Dataset entries:
···

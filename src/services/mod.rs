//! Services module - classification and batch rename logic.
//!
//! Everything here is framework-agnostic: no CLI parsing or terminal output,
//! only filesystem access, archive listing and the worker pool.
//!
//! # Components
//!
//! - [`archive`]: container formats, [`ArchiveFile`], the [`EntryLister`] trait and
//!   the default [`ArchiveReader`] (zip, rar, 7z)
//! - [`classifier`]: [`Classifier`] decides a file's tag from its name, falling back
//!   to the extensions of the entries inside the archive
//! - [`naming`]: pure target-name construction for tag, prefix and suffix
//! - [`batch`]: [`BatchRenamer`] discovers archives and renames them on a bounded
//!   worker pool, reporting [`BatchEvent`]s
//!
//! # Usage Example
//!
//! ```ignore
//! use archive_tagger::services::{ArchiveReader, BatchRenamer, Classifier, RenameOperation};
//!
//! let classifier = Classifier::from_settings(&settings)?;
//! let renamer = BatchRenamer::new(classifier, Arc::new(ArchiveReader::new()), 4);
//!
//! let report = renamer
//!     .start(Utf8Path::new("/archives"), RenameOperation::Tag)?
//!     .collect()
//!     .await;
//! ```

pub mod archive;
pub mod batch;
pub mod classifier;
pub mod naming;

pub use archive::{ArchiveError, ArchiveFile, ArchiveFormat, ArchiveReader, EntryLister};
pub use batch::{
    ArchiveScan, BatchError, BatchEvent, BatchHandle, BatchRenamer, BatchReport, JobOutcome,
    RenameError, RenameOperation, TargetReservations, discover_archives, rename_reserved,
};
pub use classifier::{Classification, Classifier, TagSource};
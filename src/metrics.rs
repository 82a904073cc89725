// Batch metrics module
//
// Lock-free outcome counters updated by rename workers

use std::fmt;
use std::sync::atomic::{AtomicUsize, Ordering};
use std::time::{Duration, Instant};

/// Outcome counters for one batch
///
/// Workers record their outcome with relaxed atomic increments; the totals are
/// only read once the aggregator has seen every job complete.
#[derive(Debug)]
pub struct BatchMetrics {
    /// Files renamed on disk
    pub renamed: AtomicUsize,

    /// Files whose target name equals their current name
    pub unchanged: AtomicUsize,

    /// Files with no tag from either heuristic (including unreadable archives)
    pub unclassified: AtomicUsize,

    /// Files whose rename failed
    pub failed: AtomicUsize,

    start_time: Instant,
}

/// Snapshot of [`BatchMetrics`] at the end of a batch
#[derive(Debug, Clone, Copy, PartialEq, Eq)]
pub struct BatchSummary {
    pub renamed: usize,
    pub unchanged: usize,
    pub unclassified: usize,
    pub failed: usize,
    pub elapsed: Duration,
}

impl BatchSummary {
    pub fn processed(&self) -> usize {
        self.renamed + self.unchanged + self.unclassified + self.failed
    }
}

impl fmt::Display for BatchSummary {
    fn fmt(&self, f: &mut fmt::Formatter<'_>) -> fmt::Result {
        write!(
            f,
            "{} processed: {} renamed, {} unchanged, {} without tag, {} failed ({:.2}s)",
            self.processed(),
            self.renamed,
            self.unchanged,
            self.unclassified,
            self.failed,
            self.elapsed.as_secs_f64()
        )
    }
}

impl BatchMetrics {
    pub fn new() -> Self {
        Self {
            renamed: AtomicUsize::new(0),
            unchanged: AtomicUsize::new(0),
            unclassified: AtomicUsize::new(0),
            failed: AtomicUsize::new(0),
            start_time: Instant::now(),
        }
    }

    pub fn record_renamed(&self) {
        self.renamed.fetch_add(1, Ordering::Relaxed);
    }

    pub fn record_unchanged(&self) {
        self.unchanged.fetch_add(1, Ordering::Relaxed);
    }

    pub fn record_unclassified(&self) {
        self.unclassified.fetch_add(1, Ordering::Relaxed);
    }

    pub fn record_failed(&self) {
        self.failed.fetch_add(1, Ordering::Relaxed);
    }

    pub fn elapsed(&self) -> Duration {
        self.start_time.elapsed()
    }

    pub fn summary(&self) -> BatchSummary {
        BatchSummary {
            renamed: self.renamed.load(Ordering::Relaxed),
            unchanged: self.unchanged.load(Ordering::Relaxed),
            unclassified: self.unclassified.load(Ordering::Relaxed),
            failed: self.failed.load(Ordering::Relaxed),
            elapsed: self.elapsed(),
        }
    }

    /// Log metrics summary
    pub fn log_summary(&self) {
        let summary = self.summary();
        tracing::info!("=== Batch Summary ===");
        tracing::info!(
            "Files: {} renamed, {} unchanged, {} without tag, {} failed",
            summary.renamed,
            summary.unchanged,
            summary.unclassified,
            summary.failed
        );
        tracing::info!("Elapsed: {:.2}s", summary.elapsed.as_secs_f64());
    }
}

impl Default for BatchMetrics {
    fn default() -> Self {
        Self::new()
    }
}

···

Up to and including the line with "inside the archive", output each line of the entries above exactly, starting from the first.

#### Output of the task:
filename src/services/mod.rs
//! Services module - classification and batch rename logic.
//!
//! Everything here is framework-agnostic: no CLI parsing or terminal output,
//! only filesystem access, archive listing and the worker pool.
//!
//! # Components
//!
//! - [`archive`]: container formats, [`ArchiveFile`], the [`EntryLister`] trait and
//!   the default [`ArchiveReader`] (zip, rar, 7z)
//! - [`classifier`]: [`Classifier`] decides a file's tag from its name, falling back
//!   to the extensions of the entries inside the archive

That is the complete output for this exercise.